What to do >> Wherever "UNSPECIFIED" shows up in the records below, copy the whole line.
###
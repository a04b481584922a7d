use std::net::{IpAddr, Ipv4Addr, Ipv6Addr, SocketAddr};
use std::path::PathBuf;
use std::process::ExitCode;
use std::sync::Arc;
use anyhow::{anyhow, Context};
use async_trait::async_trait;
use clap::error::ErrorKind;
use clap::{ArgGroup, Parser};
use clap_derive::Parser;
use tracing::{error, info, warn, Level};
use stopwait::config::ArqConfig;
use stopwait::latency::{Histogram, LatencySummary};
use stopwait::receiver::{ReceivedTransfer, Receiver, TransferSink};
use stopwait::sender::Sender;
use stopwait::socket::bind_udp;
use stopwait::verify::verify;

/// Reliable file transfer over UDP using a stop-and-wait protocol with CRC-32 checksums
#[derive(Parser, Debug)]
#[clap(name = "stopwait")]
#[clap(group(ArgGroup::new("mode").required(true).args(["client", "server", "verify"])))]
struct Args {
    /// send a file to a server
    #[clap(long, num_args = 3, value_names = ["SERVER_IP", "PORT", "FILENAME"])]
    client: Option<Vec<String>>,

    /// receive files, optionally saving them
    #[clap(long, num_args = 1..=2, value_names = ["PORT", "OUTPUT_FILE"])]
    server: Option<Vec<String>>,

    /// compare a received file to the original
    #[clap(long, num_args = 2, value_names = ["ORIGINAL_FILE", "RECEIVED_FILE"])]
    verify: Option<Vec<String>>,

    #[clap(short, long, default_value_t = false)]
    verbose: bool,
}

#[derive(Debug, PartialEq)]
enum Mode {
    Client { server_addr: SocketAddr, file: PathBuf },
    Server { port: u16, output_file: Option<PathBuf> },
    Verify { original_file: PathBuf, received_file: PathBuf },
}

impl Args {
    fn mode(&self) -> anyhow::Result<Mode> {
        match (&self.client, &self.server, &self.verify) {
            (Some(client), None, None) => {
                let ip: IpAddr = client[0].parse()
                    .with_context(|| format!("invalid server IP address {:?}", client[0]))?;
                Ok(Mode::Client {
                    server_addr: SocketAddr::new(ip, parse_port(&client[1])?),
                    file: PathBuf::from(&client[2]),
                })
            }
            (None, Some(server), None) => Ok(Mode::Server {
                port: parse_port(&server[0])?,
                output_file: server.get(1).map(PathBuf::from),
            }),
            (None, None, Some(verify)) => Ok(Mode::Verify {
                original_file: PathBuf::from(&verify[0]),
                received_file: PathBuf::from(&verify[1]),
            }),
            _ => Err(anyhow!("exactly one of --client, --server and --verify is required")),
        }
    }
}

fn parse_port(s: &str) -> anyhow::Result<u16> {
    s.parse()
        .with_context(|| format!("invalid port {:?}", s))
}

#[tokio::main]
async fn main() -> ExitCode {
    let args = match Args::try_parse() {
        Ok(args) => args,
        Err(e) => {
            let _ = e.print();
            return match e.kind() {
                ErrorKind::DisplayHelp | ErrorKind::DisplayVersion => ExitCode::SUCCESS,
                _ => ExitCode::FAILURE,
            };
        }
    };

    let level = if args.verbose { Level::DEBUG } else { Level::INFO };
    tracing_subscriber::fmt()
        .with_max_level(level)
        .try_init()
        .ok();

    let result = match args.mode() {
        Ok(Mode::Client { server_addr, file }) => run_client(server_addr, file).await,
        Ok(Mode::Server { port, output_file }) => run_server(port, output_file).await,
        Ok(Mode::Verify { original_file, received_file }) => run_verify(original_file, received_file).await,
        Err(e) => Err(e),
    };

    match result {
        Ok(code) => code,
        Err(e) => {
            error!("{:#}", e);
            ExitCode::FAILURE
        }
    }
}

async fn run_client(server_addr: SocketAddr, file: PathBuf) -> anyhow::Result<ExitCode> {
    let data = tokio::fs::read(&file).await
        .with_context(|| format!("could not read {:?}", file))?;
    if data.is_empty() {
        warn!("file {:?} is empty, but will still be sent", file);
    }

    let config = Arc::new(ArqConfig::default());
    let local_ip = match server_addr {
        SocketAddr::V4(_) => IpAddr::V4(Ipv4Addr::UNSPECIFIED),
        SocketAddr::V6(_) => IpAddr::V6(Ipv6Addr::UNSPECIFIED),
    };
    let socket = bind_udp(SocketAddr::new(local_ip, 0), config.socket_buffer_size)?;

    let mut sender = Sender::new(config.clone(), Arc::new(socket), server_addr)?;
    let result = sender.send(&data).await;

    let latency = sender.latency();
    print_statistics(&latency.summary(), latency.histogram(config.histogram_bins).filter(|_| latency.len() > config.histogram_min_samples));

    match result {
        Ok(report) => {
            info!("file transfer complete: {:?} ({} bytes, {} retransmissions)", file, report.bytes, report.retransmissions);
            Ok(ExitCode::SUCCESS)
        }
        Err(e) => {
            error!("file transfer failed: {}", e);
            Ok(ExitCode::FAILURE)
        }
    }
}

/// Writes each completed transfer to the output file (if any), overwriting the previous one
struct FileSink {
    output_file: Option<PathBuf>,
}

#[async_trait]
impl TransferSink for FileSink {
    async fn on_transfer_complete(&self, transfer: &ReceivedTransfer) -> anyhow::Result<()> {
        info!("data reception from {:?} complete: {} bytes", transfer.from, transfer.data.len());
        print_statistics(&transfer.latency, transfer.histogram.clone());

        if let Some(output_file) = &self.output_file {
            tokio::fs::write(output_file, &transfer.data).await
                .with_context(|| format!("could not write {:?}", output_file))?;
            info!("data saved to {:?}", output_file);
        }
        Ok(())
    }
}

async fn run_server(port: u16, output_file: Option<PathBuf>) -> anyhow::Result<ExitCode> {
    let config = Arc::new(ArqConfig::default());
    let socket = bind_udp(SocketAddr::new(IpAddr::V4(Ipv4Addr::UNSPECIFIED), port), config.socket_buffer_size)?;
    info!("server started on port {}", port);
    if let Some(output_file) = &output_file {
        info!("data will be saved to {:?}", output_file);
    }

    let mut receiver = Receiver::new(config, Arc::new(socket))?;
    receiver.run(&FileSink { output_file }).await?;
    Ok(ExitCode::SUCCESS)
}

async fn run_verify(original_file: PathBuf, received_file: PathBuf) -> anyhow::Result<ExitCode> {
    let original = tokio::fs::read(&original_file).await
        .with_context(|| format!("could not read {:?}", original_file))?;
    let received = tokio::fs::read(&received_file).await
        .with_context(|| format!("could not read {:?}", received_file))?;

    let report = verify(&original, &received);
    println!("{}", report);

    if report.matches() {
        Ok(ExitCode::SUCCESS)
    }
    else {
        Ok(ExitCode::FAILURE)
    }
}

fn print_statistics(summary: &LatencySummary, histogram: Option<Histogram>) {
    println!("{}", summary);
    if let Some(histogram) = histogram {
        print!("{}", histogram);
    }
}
###
Your solution >>
        SocketAddr::V4(_) => IpAddr::V4(Ipv4Addr::UNSPECIFIED),
        SocketAddr::V6(_) => IpAddr::V6(Ipv6Addr::UNSPECIFIED),
    let socket = bind_udp(SocketAddr::new(IpAddr::V4(Ipv4Addr::UNSPECIFIED), port), config.socket_buffer_size)?;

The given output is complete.